What is expected =
Each record that follows must be reproduced exactly.
BEGIN Input material
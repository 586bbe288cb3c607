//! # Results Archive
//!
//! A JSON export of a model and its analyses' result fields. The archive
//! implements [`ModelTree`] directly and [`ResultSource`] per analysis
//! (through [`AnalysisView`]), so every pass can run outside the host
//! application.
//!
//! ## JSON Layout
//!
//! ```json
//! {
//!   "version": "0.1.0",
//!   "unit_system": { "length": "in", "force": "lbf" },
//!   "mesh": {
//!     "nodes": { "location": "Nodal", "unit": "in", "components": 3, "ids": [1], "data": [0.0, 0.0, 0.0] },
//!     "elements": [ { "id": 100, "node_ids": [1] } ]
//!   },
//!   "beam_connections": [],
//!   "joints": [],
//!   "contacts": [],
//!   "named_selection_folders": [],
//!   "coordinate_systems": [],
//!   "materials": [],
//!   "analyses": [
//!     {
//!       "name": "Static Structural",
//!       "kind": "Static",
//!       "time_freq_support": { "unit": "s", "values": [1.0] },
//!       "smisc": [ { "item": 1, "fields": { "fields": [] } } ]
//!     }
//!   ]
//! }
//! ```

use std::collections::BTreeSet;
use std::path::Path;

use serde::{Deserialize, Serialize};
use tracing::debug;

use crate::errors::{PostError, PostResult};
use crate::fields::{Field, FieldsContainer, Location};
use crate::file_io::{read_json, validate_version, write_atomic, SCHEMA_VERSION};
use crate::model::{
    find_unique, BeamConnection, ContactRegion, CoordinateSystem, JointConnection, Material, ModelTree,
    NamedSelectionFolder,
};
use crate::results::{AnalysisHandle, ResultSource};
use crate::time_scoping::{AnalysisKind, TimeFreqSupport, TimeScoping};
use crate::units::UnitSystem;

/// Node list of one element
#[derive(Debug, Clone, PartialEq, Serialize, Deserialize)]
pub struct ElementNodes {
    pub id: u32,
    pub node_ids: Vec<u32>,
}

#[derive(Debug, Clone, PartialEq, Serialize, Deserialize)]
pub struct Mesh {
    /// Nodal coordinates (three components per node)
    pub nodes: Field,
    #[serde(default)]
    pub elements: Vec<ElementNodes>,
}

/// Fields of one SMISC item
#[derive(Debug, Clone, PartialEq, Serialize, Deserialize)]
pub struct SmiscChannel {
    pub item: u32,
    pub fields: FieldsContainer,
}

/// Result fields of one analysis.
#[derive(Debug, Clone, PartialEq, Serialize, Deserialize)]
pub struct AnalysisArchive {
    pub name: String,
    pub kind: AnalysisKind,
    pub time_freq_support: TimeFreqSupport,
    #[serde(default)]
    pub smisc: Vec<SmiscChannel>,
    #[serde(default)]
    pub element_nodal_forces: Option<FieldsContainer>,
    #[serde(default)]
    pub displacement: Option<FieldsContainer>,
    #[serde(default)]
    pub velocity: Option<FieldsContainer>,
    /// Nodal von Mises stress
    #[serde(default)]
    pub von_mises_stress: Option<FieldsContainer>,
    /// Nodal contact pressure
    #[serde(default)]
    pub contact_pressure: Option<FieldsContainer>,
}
END Input material
Your response =
repository 586bbe288cb3c607
//! # Results Archive
//!
//! A JSON export of a model and its analyses' result fields. The archive
//! implements [`ModelTree`] directly and [`ResultSource`] per analysis
//! (through [`AnalysisView`]), so every pass can run outside the host
//! application.
//!
//! ## JSON Layout
//!
//! ```json
//! {
//!   "version": "0.1.0",
//!   "unit_system": { "length": "in", "force": "lbf" },
//!   "mesh": {
//!     "nodes": { "location": "Nodal", "unit": "in", "components": 3, "ids": [1], "data": [0.0, 0.0, 0.0] },
//!     "elements": [ { "id": 100, "node_ids": [1] } ]
//!   },
//!   "beam_connections": [],
//!   "joints": [],
//!   "contacts": [],
//!   "named_selection_folders": [],
//!   "coordinate_systems": [],
//!   "materials": [],
//!   "analyses": [
//!     {
//!       "name": "Static Structural",
//!       "kind": "Static",
//!       "time_freq_support": { "unit": "s", "values": [1.0] },
//!       "smisc": [ { "item": 1, "fields": { "fields": [] } } ]
//!     }
//!   ]
//! }
//! ```

use std::collections::BTreeSet;
use std::path::Path;

use serde::{Deserialize, Serialize};
use tracing::debug;

use crate::errors::{PostError, PostResult};
use crate::fields::{Field, FieldsContainer, Location};
use crate::file_io::{read_json, validate_version, write_atomic, SCHEMA_VERSION};
use crate::model::{
    find_unique, BeamConnection, ContactRegion, CoordinateSystem, JointConnection, Material, ModelTree,
    NamedSelectionFolder,
};
use crate::results::{AnalysisHandle, ResultSource};
use crate::time_scoping::{AnalysisKind, TimeFreqSupport, TimeScoping};
use crate::units::UnitSystem;

/// Node list of one element
#[derive(Debug, Clone, PartialEq, Serialize, Deserialize)]
pub struct ElementNodes {
    pub id: u32,
    pub node_ids: Vec<u32>,
}

#[derive(Debug, Clone, PartialEq, Serialize, Deserialize)]
pub struct Mesh {
    /// Nodal coordinates (three components per node)
    pub nodes: Field,
    #[serde(default)]
    pub elements: Vec<ElementNodes>,
}

/// Fields of one SMISC item
#[derive(Debug, Clone, PartialEq, Serialize, Deserialize)]
pub struct SmiscChannel {
    pub item: u32,
    pub fields: FieldsContainer,
}

/// Result fields of one analysis.
#[derive(Debug, Clone, PartialEq, Serialize, Deserialize)]
pub struct AnalysisArchive {
    pub name: String,
    pub kind: AnalysisKind,
    pub time_freq_support: TimeFreqSupport,
    #[serde(default)]
    pub smisc: Vec<SmiscChannel>,
    #[serde(default)]
    pub element_nodal_forces: Option<FieldsContainer>,
    #[serde(default)]
    pub displacement: Option<FieldsContainer>,
    #[serde(default)]
    pub velocity: Option<FieldsContainer>,
    /// Nodal von Mises stress
    #[serde(default)]
    pub von_mises_stress: Option<FieldsContainer>,
    /// Nodal contact pressure
    #[serde(default)]
    pub contact_pressure: Option<FieldsContainer>,
}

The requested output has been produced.